Biden says he thinks Putin won't use nuclear weapons, but threatening to do so is 'irresponsible'
- "I don't think he will," Biden said in an interview with CNN's Jake Tapper. "But I think that it's irresponsible for him to talk about it."
- The White House has repeatedly said it takes Russia's threats of nuclear war seriously but does not see indications of a present threat.
- Biden said he believed Putin was a "rational actor who's miscalculated significantly."
U.S. President Joe Biden said he doesn't think Russian President Vladimir Putin will use nuclear weapons despite repeated threats to do so — even as the Russian leader continues to press on in the war in Ukraine.
"Well, I don't think he will," Biden said in an interview with CNN's Jake Tapper that was aired Tuesday. "But I think that it's irresponsible for him to talk about it."
Putin has indirectly threatened to use nuclear weapons. In a televised speech in September, he announced a partial military mobilization and said he would "certainly use all the means at our disposal to protect Russia and our people." He added that he was not bluffing.
The White House has repeatedly said it takes Russia's threats of nuclear war seriously but does not see indications of a present threat. Biden on Thursday warned of the "prospect of Armageddon" if Russia were to use nuclear weapons.
"The whole point I was making was, it could leader to just a horrible outcome," Biden said Tuesday referencing his previous comments. "And not because anybody intends to turn it into a world war or anything, but... once you use a nuclear weapon, the mistakes that can be made, the miscalculations. Who knows what would happen?"
Biden said he believed Putin is a "rational actor who's miscalculated significantly."
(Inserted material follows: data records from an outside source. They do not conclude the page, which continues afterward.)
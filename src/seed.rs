use rand::rngs::SmallRng;
use rand::{RngCore, SeedableRng};

const FNV_OFFSET: u64 = 0xcbf2_9ce4_8422_2325;
const FNV_PRIME: u64 = 0x0000_0100_0000_01b3;

/// Stable 64-bit FNV-1a hash of a string.
///
/// Used instead of `DefaultHasher` so seeds hash identically across Rust
/// releases and platforms.
pub fn stable_hash(input: &str) -> u64 {
    input.bytes().fold(FNV_OFFSET, |hash, byte| {
        (hash ^ u64::from(byte)).wrapping_mul(FNV_PRIME)
    })
}

/// Numeric seed for a stage stream: world seed + stage discriminator.
pub fn make_seed(seed: &str, discriminator: &str) -> u64 {
    stable_hash(&format!("{seed}::{discriminator}"))
}

/// Deterministic random stream keyed by a seed string.
///
/// Two instances built from the same seed and driven by the same calls
/// yield identical sequences.
#[derive(Debug, Clone)]
pub struct SeededRng {
    inner: SmallRng,
}

impl SeededRng {
    pub fn new(seed: &str) -> Self {
        Self {
            inner: SmallRng::seed_from_u64(stable_hash(seed)),
        }
    }

    /// Independent stream for one pipeline stage.
    pub fn for_stage(seed: &str, stage: &str) -> Self {
        Self {
            inner: SmallRng::seed_from_u64(make_seed(seed, stage)),
        }
    }

    /// Next value in `[0, 1)`.
    pub fn next_f64(&mut self) -> f64 {
        (self.inner.next_u64() >> 11) as f64 * (1.0 / (1u64 << 53) as f64)
    }
}

impl RngCore for SeededRng {
    fn next_u32(&mut self) -> u32 {
        self.inner.next_u32()
    }

    fn next_u64(&mut self) -> u64 {
        self.inner.next_u64()
    }

    fn fill_bytes(&mut self, dst: &mut [u8]) {
        self.inner.fill_bytes(dst)
    }
}

#[cfg(test)]
mod tests {
    use super::*;
    use rand::Rng;

    #[test]
    fn same_seed_same_sequence() {
        let mut a = SeededRng::new("test-seed-1");
        let mut b = SeededRng::new("test-seed-1");
        let va: Vec<f64> = (0..20).map(|_| a.next_f64()).collect();
        let vb: Vec<f64> = (0..20).map(|_| b.next_f64()).collect();
        assert_eq!(va, vb);
    }

    #[test]
    fn different_seed_different_sequence() {
        let mut a = SeededRng::new("alpha");
        let mut b = SeededRng::new("beta");
        let va: Vec<u64> = (0..8).map(|_| a.next_u64()).collect();
        let vb: Vec<u64> = (0..8).map(|_| b.next_u64()).collect();
        assert_ne!(va, vb);
    }

    #[test]
    fn next_f64_in_unit_interval() {
        let mut rng = SeededRng::new("bounds");
        for _ in 0..10_000 {
            let v = rng.next_f64();
            assert!((0.0..1.0).contains(&v), "out of range: {v}");
        }
    }

    #[test]
    fn stage_streams_are_independent() {
        let mut geo = SeededRng::for_stage("world", "geography");
        let mut orgs = SeededRng::for_stage("world", "organizations");
        let a: Vec<u32> = (0..10).map(|_| geo.random()).collect();
        let b: Vec<u32> = (0..10).map(|_| orgs.random()).collect();
        assert_ne!(a, b);
    }

    #[test]
    fn stable_hash_known_values() {
        // FNV-1a reference values
        assert_eq!(stable_hash(""), 0xcbf2_9ce4_8422_2325);
        assert_eq!(stable_hash("a"), 0xaf63_dc4c_8601_ec8c);
    }

    #[test]
    fn make_seed_depends_on_discriminator() {
        assert_ne!(make_seed("s", "dungeons"), make_seed("s", "lineages"));
        assert_eq!(make_seed("s", "dungeons"), make_seed("s", "dungeons"));
    }
}
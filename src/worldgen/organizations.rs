use std::collections::HashSet;

use rand::{Rng, RngCore};

use super::config::{OrganizationDensity, WorldLevel};
use super::context::{GenerationContext, require};
use super::moment;
use super::stage::StageGenerator;
use crate::error::Result;
use crate::model::{EntityType, Era, EventKind, Geography, Organization};
use crate::names::{self, peoples};
use crate::tables;

pub const STAGE: &str = "organizations";

/// How many organizations a race founds: a base of 2-4 scaled by density,
/// never fewer than one.
pub fn organization_count(base: u32, density: OrganizationDensity) -> usize {
    ((f64::from(base) * density.multiplier()).round() as usize).max(1)
}

/// Found organizations for every race, restricted to the kinds the race may
/// found. Each is seated in the race's homeland or another patch of land.
pub fn generate_organizations(
    ctx: &mut GenerationContext,
    density: OrganizationDensity,
    rng: &mut dyn RngCore,
) -> Result<Vec<Organization>> {
    require(!ctx.mortal_races.is_empty(), "organizations", "mortal races")?;
    require(!ctx.geography.is_empty(), "organizations", "geography")?;

    let land: Vec<&Geography> = ctx.geography.iter().filter(|g| !g.kind.is_water()).collect();
    let seats: Vec<&Geography> = if land.is_empty() {
        ctx.geography.iter().collect()
    } else {
        land
    };

    let mut used = HashSet::new();
    let mut out = Vec::new();

    for race in &ctx.mortal_races {
        let kinds = tables::race_organizations(&race.race);
        let count = organization_count(rng.random_range(2..=4), density);
        let homeland = seats.iter().copied().find(|g| g.base.id == race.homeland_id);

        for _ in 0..count {
            let kind = kinds[rng.random_range(0..kinds.len())];
            let name = names::select_name(
                &format!("organization:{}:{kind}", race.race),
                &peoples::organization_names(&race.race, kind),
                Some(&mut used),
                rng,
            )?;
            let seat = match homeland {
                Some(home) if rng.random_bool(0.5) => home,
                _ => seats[rng.random_range(0..seats.len())],
            };
            let purpose = names::pick(peoples::organization_purposes(kind), rng).to_string();
            let description = format!(
                "A {} of the {} seated in {}, founded {purpose}.",
                kind.noun().to_lowercase(),
                race.base.name,
                seat.base.name,
            );
            let created_at = moment(Era::AgeOfKingdoms, rng);
            let base = ctx.factory.base(
                EntityType::Organization,
                kind.as_str(),
                name,
                description,
                Some(seat.base.id.clone()),
                created_at,
            );

            ctx.events.record(
                STAGE,
                EventKind::OrganizationFounded,
                format!("The {} founded {} in {}.", race.base.name, base.name, seat.base.name),
                vec![base.id.clone(), race.base.id.clone(), seat.base.id.clone()],
                created_at,
            );
            out.push(Organization {
                base,
                kind,
                race_id: race.base.id.clone(),
                geography_id: seat.base.id.clone(),
                purpose,
                leader_id: None,
            });
        }
    }

    Ok(out)
}

pub struct OrganizationStage {
    pub density: OrganizationDensity,
}

impl StageGenerator for OrganizationStage {
    fn name(&self) -> &'static str {
        STAGE
    }

    fn level(&self) -> WorldLevel {
        WorldLevel::Organization
    }

    fn run(&self, ctx: &mut GenerationContext, rng: &mut dyn RngCore) -> Result<usize> {
        let orgs = generate_organizations(ctx, self.density, rng)?;
        let count = orgs.len();
        ctx.organizations.extend(orgs);
        Ok(count)
    }
}
#[macro_use]
mod macros;

pub mod conceptual;
pub mod cosmic;
pub mod demigod;
pub mod dungeon;
pub mod entity;
pub mod event;
pub mod geography;
pub mod lineage;
pub mod organization;
pub mod primordial;
pub mod race;
pub mod standout;
pub mod timestamp;
pub mod world;

pub use conceptual::ConceptualBeing;
pub use cosmic::{CosmicCreator, Element};
pub use demigod::{DemiGod, DemiGodKind, DemiGodOrigin};
pub use dungeon::{BossSlot, BossType, Dungeon};
pub use entity::{Alignment, EntityBase, EntityType, Generated};
pub use event::{EventKind, WorldEvent};
pub use geography::{Geography, GeographyKind, Magnitude};
pub use lineage::{FamilyLineage, FamilyMember};
pub use organization::{Organization, OrganizationKind};
pub use primordial::{PrimordialBeing, PrimordialKind};
pub use race::{Lifespan, MortalRace, RaceKind};
pub use standout::{Archetype, StandoutMortal};
pub use timestamp::{Era, WorldTime};
pub use world::{BossRecord, EntityRef, GeneratedWorld};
He clarified that he believes Putin is rational but his objectives are not, and added that he believes the Russian leader has committed war crimes in Ukraine.
"He's acted brutally. I think he's committed war crimes."
On Putin's invasion of Ukraine, Biden said: "I think he thought ... he was going to be welcomed with open arms. That this was, this has been, the home of Mother Russia and Kyiv and, therefore, he was going to welcomed."
"I think he just totally miscalculated it."
Leaders of the Group of 7 met virtually Tuesday morning with Ukrainian President Volodymyr Zelenskyy and agreed they would continue to back the besieged country against Russian aggression for "as long as it takes."
In a statement released after the meeting G-7 leaders said Russia will face "severe consequences" if it uses chemical, biological or nuclear weapons.
Biden told CNN he has no intention of meeting with Putin at the upcoming G-20 summit but would be open to talking if Putin approached him there about releasing imprisoned American Brittney Griner.
Any meeting with Putin regarding Ukraine, as the G-7 agreed to earlier Tuesday, would not happen without Ukrainian officials present, he added.